[Items from a data source]
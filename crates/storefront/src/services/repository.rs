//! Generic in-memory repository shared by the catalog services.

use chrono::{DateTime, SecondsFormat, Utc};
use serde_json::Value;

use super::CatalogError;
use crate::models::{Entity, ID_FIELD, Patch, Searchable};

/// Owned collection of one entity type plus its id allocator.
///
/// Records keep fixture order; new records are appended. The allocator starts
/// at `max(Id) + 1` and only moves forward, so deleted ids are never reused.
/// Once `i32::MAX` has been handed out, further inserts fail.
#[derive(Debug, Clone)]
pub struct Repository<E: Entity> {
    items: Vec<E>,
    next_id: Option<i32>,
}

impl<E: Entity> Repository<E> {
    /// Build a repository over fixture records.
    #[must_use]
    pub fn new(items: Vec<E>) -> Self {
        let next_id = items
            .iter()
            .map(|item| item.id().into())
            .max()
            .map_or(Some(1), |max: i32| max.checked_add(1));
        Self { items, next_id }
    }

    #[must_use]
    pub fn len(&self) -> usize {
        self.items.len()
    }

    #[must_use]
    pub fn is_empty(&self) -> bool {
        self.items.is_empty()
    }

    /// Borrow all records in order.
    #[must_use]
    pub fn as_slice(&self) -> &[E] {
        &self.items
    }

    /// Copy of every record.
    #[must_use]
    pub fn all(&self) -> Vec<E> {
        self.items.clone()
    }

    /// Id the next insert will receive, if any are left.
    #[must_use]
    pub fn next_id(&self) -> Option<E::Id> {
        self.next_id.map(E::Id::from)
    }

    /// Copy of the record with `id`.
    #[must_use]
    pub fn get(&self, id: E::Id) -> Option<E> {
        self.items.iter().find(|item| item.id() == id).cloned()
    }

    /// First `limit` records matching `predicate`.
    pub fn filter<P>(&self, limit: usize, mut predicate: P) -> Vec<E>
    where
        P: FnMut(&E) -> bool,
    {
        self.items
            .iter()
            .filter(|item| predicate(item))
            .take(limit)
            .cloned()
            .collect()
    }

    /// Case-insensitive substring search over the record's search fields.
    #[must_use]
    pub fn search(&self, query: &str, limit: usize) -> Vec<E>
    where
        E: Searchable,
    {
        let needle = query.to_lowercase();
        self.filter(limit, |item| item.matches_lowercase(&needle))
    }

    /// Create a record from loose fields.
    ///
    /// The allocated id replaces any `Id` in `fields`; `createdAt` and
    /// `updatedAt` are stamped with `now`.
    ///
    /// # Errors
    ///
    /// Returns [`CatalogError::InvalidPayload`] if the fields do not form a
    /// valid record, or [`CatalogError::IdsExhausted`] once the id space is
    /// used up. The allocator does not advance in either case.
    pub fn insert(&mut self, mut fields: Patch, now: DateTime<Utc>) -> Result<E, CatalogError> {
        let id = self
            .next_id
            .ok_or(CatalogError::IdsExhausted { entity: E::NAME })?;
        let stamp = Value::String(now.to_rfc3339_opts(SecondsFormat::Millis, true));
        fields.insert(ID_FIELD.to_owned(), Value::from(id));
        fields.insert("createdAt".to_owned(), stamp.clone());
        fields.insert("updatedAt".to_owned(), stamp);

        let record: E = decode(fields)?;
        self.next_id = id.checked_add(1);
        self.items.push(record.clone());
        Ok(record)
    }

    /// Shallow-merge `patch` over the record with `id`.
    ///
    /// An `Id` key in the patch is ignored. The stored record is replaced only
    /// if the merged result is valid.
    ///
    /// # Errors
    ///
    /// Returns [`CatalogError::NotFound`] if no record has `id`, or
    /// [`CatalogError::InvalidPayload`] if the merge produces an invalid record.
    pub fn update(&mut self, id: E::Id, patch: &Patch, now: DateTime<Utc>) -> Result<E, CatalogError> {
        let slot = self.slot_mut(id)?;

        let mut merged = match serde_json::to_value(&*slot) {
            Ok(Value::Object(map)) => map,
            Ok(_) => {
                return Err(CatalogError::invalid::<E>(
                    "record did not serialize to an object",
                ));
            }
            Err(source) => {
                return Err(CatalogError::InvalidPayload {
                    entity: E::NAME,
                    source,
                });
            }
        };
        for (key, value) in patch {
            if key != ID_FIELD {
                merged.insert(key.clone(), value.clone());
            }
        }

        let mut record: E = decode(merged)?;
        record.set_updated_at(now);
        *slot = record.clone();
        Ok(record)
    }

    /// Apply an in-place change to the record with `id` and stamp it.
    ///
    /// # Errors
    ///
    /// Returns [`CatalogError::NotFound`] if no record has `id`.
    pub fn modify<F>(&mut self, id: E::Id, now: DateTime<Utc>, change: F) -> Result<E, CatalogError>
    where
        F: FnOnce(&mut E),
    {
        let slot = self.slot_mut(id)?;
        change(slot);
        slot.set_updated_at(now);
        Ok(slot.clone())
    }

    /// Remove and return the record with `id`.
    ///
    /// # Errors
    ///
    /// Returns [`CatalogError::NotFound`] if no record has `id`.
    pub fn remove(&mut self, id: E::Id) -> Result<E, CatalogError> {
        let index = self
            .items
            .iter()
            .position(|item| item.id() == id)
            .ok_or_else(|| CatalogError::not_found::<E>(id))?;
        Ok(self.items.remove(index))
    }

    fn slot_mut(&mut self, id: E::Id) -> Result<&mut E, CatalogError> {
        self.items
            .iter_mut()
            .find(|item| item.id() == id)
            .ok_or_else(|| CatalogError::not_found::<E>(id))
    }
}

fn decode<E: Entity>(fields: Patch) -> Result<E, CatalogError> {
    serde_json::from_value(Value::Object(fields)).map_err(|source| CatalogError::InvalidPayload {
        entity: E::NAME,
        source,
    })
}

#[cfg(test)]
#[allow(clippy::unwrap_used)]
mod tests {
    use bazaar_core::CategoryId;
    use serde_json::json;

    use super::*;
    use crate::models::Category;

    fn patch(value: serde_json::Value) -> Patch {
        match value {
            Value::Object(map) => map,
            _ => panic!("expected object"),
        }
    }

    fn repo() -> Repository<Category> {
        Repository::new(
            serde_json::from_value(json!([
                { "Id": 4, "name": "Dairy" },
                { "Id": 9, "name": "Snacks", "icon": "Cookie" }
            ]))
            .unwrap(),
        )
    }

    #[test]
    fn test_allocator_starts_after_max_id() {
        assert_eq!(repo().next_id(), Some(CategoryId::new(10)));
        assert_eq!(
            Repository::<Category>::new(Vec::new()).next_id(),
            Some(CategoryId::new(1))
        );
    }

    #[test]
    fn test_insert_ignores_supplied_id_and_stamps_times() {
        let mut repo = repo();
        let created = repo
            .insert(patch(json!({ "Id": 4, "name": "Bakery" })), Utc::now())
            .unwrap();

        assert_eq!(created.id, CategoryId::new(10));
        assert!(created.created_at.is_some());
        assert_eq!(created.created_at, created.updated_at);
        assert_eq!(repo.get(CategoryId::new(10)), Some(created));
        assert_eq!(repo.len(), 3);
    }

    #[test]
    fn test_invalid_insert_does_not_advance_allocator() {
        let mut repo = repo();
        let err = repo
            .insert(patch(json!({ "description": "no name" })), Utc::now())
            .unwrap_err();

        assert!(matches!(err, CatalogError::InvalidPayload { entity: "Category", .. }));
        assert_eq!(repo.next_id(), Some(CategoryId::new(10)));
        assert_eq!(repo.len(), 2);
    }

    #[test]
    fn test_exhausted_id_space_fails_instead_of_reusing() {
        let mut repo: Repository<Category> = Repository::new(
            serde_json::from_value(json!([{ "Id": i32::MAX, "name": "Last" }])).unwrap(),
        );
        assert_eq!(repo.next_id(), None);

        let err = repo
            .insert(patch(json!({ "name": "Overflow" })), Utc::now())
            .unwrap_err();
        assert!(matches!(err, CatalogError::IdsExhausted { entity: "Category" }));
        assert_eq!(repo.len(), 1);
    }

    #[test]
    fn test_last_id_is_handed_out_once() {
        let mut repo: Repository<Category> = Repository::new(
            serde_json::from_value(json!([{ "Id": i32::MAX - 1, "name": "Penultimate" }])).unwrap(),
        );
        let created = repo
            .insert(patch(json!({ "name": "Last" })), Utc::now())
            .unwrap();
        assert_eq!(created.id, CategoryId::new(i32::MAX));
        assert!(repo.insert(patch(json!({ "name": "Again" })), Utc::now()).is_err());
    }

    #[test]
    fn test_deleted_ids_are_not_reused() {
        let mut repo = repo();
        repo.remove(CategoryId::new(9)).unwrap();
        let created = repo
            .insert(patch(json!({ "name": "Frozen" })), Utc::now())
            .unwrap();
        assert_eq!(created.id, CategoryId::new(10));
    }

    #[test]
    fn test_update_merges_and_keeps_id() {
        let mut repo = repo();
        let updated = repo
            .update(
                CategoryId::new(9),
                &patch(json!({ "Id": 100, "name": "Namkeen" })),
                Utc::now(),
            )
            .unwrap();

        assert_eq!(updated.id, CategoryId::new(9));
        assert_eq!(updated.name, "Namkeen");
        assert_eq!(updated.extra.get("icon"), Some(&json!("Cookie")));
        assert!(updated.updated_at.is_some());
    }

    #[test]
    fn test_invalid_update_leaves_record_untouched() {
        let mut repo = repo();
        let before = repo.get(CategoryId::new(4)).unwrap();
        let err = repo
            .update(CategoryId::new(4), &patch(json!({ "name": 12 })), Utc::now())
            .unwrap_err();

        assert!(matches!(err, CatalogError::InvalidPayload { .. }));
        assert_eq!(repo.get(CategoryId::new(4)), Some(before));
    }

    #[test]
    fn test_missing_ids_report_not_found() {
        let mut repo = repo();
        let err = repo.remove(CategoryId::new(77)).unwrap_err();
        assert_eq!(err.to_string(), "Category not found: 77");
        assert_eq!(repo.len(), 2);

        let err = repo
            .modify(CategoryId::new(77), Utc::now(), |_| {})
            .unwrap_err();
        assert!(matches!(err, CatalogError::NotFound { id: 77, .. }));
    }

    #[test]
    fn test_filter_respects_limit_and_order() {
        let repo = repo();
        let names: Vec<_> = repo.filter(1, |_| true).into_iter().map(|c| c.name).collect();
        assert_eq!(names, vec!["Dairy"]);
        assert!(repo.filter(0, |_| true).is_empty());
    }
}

• [Problem to work on] Please, from the entries above, set down exactly the lines from the one containing "let index = self" through the one containing "assert_eq!(created.created_at, created.updated_at);", and only those.

• [Result for this task]
        let index = self
            .items
            .iter()
            .position(|item| item.id() == id)
            .ok_or_else(|| CatalogError::not_found::<E>(id))?;
        Ok(self.items.remove(index))
    }

    fn slot_mut(&mut self, id: E::Id) -> Result<&mut E, CatalogError> {
        self.items
            .iter_mut()
            .find(|item| item.id() == id)
            .ok_or_else(|| CatalogError::not_found::<E>(id))
    }
}

fn decode<E: Entity>(fields: Patch) -> Result<E, CatalogError> {
    serde_json::from_value(Value::Object(fields)).map_err(|source| CatalogError::InvalidPayload {
        entity: E::NAME,
        source,
    })
}

#[cfg(test)]
#[allow(clippy::unwrap_used)]
mod tests {
    use bazaar_core::CategoryId;
    use serde_json::json;

    use super::*;
    use crate::models::Category;

    fn patch(value: serde_json::Value) -> Patch {
        match value {
            Value::Object(map) => map,
            _ => panic!("expected object"),
        }
    }

    fn repo() -> Repository<Category> {
        Repository::new(
            serde_json::from_value(json!([
                { "Id": 4, "name": "Dairy" },
                { "Id": 9, "name": "Snacks", "icon": "Cookie" }
            ]))
            .unwrap(),
        )
    }

    #[test]
    fn test_allocator_starts_after_max_id() {
        assert_eq!(repo().next_id(), Some(CategoryId::new(10)));
        assert_eq!(
            Repository::<Category>::new(Vec::new()).next_id(),
            Some(CategoryId::new(1))
        );
    }

    #[test]
    fn test_insert_ignores_supplied_id_and_stamps_times() {
        let mut repo = repo();
        let created = repo
            .insert(patch(json!({ "Id": 4, "name": "Bakery" })), Utc::now())
            .unwrap();

        assert_eq!(created.id, CategoryId::new(10));
        assert!(created.created_at.is_some());
        assert_eq!(created.created_at, created.updated_at);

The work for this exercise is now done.